### What the task asks:
Print every entry below again. Nothing may differ from the original.

Stored data entries
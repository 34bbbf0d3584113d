//! Append-only SMS audit trail and delivery-status reconciliation.

use super::Store;
use pulse_core::error::PulseError;

/// One row of the 7-day status breakdown for the admin dashboard.
#[derive(Debug, Clone, serde::Serialize, sqlx::FromRow)]
pub struct SmsStat {
    pub status: String,
    pub count: i64,
    pub date: String,
}

impl Store {
    /// Log a successfully accepted outbound message (`survey` or `feedback`).
    pub async fn log_outbound(
        &self,
        user_id: i64,
        campaign_id: i64,
        message_type: &str,
        content: &str,
        twilio_sid: &str,
    ) -> Result<(), PulseError> {
        sqlx::query(
            "INSERT INTO sms_logs (user_id, campaign_id, message_type, message_content, twilio_sid, status, sent_at)
             VALUES (?, ?, ?, ?, ?, 'sent', CURRENT_TIMESTAMP)",
        )
        .bind(user_id)
        .bind(campaign_id)
        .bind(message_type)
        .bind(content)
        .bind(twilio_sid)
        .execute(&self.pool)
        .await
        .map_err(|e| PulseError::Store(format!("log outbound failed: {e}")))?;
        Ok(())
    }

    /// Log a failed outbound delivery attempt with the provider's error text.
    pub async fn log_outbound_failure(
        &self,
        user_id: i64,
        campaign_id: i64,
        message_type: &str,
        content: &str,
        error: &str,
    ) -> Result<(), PulseError> {
        sqlx::query(
            "INSERT INTO sms_logs (user_id, campaign_id, message_type, message_content, status, error_message)
             VALUES (?, ?, ?, ?, 'failed', ?)",
        )
        .bind(user_id)
        .bind(campaign_id)
        .bind(message_type)
        .bind(content)
        .bind(error)
        .execute(&self.pool)
        .await
        .map_err(|e| PulseError::Store(format!("log outbound failure failed: {e}")))?;
        Ok(())
    }

    /// Log an inbound reply with its processing outcome
    /// (`processed` or `invalid`).
    pub async fn log_reply(
        &self,
        user_id: i64,
        campaign_id: i64,
        content: &str,
        twilio_sid: Option<&str>,
        status: &str,
    ) -> Result<(), PulseError> {
        sqlx::query(
            "INSERT INTO sms_logs (user_id, campaign_id, message_type, message_content, twilio_sid, status)
             VALUES (?, ?, 'reply', ?, ?, ?)",
        )
        .bind(user_id)
        .bind(campaign_id)
        .bind(content)
        .bind(twilio_sid)
        .bind(status)
        .execute(&self.pool)
        .await
        .map_err(|e| PulseError::Store(format!("log reply failed: {e}")))?;
        Ok(())
    }

    /// Reconcile a delivery-status callback against the matching log row.
    /// Returns whether a row was updated; an unmatched sid is a no-op.
    pub async fn apply_delivery_status(
        &self,
        twilio_sid: &str,
        status: &str,
    ) -> Result<bool, PulseError> {
        let delivered_at = if status == "delivered" {
            Some(chrono::Utc::now().to_rfc3339())
        } else {
            None
        };

        let result = sqlx::query(
            "UPDATE sms_logs SET status = ?, delivered_at = ? WHERE twilio_sid = ?",
        )
        .bind(status)
        .bind(delivered_at)
        .bind(twilio_sid)
        .execute(&self.pool)
        .await
        .map_err(|e| PulseError::Store(format!("apply delivery status failed: {e}")))?;

        Ok(result.rows_affected() > 0)
    }

    /// Status counts per day over the trailing 7 days.
    pub async fn sms_stats(&self) -> Result<Vec<SmsStat>, PulseError> {
        sqlx::query_as::<_, SmsStat>(
            "SELECT status, COUNT(*) AS count, DATE(created_at) AS date
             FROM sms_logs
             WHERE created_at >= date('now', '-7 days')
             GROUP BY status, DATE(created_at)
             ORDER BY date DESC",
        )
        .fetch_all(&self.pool)
        .await
        .map_err(|e| PulseError::Store(format!("sms stats failed: {e}")))
    }
}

### Task result:
repository 34bbbf0d3584113d
//! Append-only SMS audit trail and delivery-status reconciliation.

use super::Store;
use pulse_core::error::PulseError;

/// One row of the 7-day status breakdown for the admin dashboard.
#[derive(Debug, Clone, serde::Serialize, sqlx::FromRow)]
pub struct SmsStat {
    pub status: String,
    pub count: i64,
    pub date: String,
}

impl Store {
    /// Log a successfully accepted outbound message (`survey` or `feedback`).
    pub async fn log_outbound(
        &self,
        user_id: i64,
        campaign_id: i64,
        message_type: &str,
        content: &str,
        twilio_sid: &str,
    ) -> Result<(), PulseError> {
        sqlx::query(
            "INSERT INTO sms_logs (user_id, campaign_id, message_type, message_content, twilio_sid, status, sent_at)
             VALUES (?, ?, ?, ?, ?, 'sent', CURRENT_TIMESTAMP)",
        )
        .bind(user_id)
        .bind(campaign_id)
        .bind(message_type)
        .bind(content)
        .bind(twilio_sid)
        .execute(&self.pool)
        .await
        .map_err(|e| PulseError::Store(format!("log outbound failed: {e}")))?;
        Ok(())
    }

    /// Log a failed outbound delivery attempt with the provider's error text.
    pub async fn log_outbound_failure(
        &self,
        user_id: i64,
        campaign_id: i64,
        message_type: &str,
        content: &str,
        error: &str,
    ) -> Result<(), PulseError> {
        sqlx::query(
            "INSERT INTO sms_logs (user_id, campaign_id, message_type, message_content, status, error_message)
             VALUES (?, ?, ?, ?, 'failed', ?)",
        )
        .bind(user_id)
        .bind(campaign_id)
        .bind(message_type)
        .bind(content)
        .bind(error)
        .execute(&self.pool)
        .await
        .map_err(|e| PulseError::Store(format!("log outbound failure failed: {e}")))?;
        Ok(())
    }

    /// Log an inbound reply with its processing outcome
    /// (`processed` or `invalid`).
    pub async fn log_reply(
        &self,
        user_id: i64,
        campaign_id: i64,
        content: &str,
        twilio_sid: Option<&str>,
        status: &str,
    ) -> Result<(), PulseError> {
        sqlx::query(
            "INSERT INTO sms_logs (user_id, campaign_id, message_type, message_content, twilio_sid, status)
             VALUES (?, ?, 'reply', ?, ?, ?)",
        )
        .bind(user_id)
        .bind(campaign_id)
        .bind(content)
        .bind(twilio_sid)
        .bind(status)
        .execute(&self.pool)
        .await
        .map_err(|e| PulseError::Store(format!("log reply failed: {e}")))?;
        Ok(())
    }

    /// Reconcile a delivery-status callback against the matching log row.
    /// Returns whether a row was updated; an unmatched sid is a no-op.
    pub async fn apply_delivery_status(
        &self,
        twilio_sid: &str,
        status: &str,
    ) -> Result<bool, PulseError> {
        let delivered_at = if status == "delivered" {
            Some(chrono::Utc::now().to_rfc3339())
        } else {
            None
        };

        let result = sqlx::query(
            "UPDATE sms_logs SET status = ?, delivered_at = ? WHERE twilio_sid = ?",
        )
        .bind(status)
        .bind(delivered_at)
        .bind(twilio_sid)
        .execute(&self.pool)
        .await
        .map_err(|e| PulseError::Store(format!("apply delivery status failed: {e}")))?;

        Ok(result.rows_affected() > 0)
    }

    /// Status counts per day over the trailing 7 days.
    pub async fn sms_stats(&self) -> Result<Vec<SmsStat>, PulseError> {
        sqlx::query_as::<_, SmsStat>(
            "SELECT status, COUNT(*) AS count, DATE(created_at) AS date
             FROM sms_logs
             WHERE created_at >= date('now', '-7 days')
             GROUP BY status, DATE(created_at)
             ORDER BY date DESC",
        )
        .fetch_all(&self.pool)
        .await
        .map_err(|e| PulseError::Store(format!("sms stats failed: {e}")))
    }
}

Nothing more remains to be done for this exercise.